BEGIN Data in this exercise

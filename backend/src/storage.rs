//! Attachment files on local disk.

use crate::error::AppResult;
use log::{info, warn};
use std::fs;
use std::io::ErrorKind;
use std::path::{Path, PathBuf};
use uuid::Uuid;

#[derive(Clone, Debug)]
pub struct FileStorage {
    root: PathBuf,
}

/// Keeps only the final path component and replaces anything outside a
/// conservative character set.
pub fn sanitize_filename(original: &str) -> String {
    let base = original
        .rsplit(['/', '\\'])
        .next()
        .unwrap_or_default()
        .trim();
    let cleaned: String = base
        .chars()
        .map(|c| {
            if c.is_alphanumeric() || matches!(c, '.' | '-' | '_') {
                c
            } else {
                '_'
            }
        })
        .collect();
    let cleaned = cleaned.trim_start_matches('.').to_string();
    if cleaned.is_empty() {
        "file".to_string()
    } else {
        cleaned
    }
}

impl FileStorage {
    pub fn new(root: impl Into<PathBuf>) -> AppResult<Self> {
        let root = root.into();
        fs::create_dir_all(&root)?;
        Ok(Self { root })
    }

    pub fn root(&self) -> &Path {
        &self.root
    }

    /// Writes `bytes` under a fresh unique name derived from `original` and
    /// returns that name.
    pub fn save(&self, original: &str, bytes: &[u8]) -> AppResult<String> {
        let name = format!("{}_{}", Uuid::new_v4().simple(), sanitize_filename(original));
        fs::write(self.root.join(&name), bytes)?;
        info!("Stored attachment file {}", name);
        Ok(name)
    }

    /// Resolves a stored name. Names carrying path components never leave
    /// the storage root.
    pub fn path(&self, name: &str) -> PathBuf {
        self.root.join(sanitize_filename(name))
    }

    /// Removes a stored file; a file that is already gone is not an error.
    pub fn delete(&self, name: &str) -> AppResult<()> {
        match fs::remove_file(self.path(name)) {
            Ok(()) => Ok(()),
            Err(e) if e.kind() == ErrorKind::NotFound => Ok(()),
            Err(e) => Err(e.into()),
        }
    }

    /// Best-effort removal after a committed delete.
    pub fn delete_all(&self, names: &[String]) {
        for name in names {
            if let Err(e) = self.delete(name) {
                warn!("Could not remove attachment file {}: {}", name, e);
            }
        }
    }
}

END Data in this exercise

When the string "ErrorKind" appears in a line of the records above, that line is to be copied.

Exercise response -
use std::io::ErrorKind;
            Err(e) if e.kind() == ErrorKind::NotFound => Ok(()),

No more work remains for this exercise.